[What the task requires]:
For each line below that includes the string "waited", show the whole line.

[Supplied data]:
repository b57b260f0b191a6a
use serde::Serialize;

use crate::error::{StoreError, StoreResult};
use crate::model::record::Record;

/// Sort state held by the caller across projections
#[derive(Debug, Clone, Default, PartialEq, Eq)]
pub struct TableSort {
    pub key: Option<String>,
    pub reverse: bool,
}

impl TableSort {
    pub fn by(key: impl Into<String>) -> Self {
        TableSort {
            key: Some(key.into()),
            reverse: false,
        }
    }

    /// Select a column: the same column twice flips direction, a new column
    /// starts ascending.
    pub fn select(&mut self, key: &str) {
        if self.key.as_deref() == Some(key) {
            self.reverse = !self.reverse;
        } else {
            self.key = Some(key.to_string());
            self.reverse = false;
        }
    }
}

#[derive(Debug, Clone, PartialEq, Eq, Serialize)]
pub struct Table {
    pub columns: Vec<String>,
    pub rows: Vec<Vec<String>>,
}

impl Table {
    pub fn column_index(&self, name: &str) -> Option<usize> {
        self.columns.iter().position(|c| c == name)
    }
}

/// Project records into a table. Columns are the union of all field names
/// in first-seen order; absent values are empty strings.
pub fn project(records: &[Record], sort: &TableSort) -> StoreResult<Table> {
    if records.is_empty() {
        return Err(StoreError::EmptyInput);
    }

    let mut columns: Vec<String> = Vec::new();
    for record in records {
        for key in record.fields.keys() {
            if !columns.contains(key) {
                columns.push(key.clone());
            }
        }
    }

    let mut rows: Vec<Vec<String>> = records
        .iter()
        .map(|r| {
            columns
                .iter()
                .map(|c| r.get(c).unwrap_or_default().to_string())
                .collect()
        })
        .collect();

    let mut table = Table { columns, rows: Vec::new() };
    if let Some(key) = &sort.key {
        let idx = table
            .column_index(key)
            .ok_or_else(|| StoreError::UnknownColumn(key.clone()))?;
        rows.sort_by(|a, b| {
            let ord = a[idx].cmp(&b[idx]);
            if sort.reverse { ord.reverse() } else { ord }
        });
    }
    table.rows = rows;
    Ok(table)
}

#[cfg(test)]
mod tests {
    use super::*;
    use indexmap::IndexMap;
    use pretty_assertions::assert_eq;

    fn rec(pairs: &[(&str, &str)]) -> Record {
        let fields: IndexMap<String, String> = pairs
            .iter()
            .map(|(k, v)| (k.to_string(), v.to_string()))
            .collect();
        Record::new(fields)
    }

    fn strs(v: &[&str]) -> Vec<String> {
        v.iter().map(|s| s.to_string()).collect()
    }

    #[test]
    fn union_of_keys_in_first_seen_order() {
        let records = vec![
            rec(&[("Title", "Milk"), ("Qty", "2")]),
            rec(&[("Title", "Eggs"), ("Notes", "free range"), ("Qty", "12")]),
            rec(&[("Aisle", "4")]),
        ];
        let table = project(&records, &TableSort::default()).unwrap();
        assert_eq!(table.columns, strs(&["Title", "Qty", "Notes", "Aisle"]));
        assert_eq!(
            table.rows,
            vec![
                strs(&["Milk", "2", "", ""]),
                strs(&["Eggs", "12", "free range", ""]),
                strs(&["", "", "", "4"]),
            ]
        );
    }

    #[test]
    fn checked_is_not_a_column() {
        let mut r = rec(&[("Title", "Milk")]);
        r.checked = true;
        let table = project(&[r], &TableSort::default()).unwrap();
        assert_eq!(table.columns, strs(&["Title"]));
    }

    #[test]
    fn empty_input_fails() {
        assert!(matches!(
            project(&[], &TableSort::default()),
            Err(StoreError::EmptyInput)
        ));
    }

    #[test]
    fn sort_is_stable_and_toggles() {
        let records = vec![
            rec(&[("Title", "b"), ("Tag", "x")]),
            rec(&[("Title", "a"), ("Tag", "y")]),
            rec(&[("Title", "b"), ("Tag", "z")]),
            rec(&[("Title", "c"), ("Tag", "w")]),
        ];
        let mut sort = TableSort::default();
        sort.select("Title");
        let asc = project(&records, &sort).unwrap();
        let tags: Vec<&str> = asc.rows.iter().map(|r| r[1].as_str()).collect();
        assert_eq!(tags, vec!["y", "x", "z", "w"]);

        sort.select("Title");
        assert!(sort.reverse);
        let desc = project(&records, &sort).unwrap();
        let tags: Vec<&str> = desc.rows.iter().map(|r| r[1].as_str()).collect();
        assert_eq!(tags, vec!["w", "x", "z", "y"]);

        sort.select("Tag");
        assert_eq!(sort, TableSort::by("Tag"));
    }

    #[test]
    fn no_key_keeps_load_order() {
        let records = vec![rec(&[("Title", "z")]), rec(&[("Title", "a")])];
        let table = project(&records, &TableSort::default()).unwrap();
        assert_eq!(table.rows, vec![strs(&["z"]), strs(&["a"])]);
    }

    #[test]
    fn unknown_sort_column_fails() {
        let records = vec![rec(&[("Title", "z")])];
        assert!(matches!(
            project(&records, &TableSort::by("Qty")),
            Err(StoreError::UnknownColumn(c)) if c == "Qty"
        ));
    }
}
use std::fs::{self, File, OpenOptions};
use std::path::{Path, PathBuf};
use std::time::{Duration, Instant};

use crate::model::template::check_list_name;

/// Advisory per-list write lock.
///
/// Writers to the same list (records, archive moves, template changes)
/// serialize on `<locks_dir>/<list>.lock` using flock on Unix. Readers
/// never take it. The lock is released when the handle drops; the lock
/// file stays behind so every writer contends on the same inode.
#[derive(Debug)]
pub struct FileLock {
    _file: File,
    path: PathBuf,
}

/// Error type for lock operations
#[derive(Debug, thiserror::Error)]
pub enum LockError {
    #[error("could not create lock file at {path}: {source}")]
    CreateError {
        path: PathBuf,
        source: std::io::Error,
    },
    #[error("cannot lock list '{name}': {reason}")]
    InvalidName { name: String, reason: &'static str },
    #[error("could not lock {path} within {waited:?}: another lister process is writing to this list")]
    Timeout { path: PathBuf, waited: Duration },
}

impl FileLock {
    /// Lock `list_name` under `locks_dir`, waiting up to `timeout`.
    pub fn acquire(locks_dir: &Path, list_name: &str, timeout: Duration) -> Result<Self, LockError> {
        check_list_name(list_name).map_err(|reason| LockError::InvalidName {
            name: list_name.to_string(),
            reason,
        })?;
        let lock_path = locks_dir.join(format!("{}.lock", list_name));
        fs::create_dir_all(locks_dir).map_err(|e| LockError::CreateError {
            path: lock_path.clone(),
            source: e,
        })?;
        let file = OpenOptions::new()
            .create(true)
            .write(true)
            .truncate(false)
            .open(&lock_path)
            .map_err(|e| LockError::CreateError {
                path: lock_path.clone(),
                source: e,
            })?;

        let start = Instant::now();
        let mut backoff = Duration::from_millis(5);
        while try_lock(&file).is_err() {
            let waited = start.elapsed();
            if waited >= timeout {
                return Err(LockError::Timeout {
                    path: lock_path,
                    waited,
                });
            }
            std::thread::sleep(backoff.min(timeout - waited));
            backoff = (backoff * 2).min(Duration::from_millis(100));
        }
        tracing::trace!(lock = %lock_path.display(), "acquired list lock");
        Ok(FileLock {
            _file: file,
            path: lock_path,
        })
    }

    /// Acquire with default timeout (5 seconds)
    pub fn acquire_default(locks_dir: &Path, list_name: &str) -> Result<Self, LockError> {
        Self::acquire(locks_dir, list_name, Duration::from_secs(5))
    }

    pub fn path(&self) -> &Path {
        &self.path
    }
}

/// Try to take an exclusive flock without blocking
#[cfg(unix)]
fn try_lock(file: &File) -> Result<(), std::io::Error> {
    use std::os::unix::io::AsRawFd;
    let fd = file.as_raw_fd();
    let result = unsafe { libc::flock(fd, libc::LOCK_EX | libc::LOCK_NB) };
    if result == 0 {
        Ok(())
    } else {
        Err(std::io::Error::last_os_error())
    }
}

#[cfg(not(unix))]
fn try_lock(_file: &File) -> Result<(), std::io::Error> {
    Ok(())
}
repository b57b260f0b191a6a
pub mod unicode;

[Written solution]:
    #[error("could not lock {path} within {waited:?}: another lister process is writing to this list")]
    Timeout { path: PathBuf, waited: Duration },
            let waited = start.elapsed();
            if waited >= timeout {
                    waited,
            std::thread::sleep(backoff.min(timeout - waited));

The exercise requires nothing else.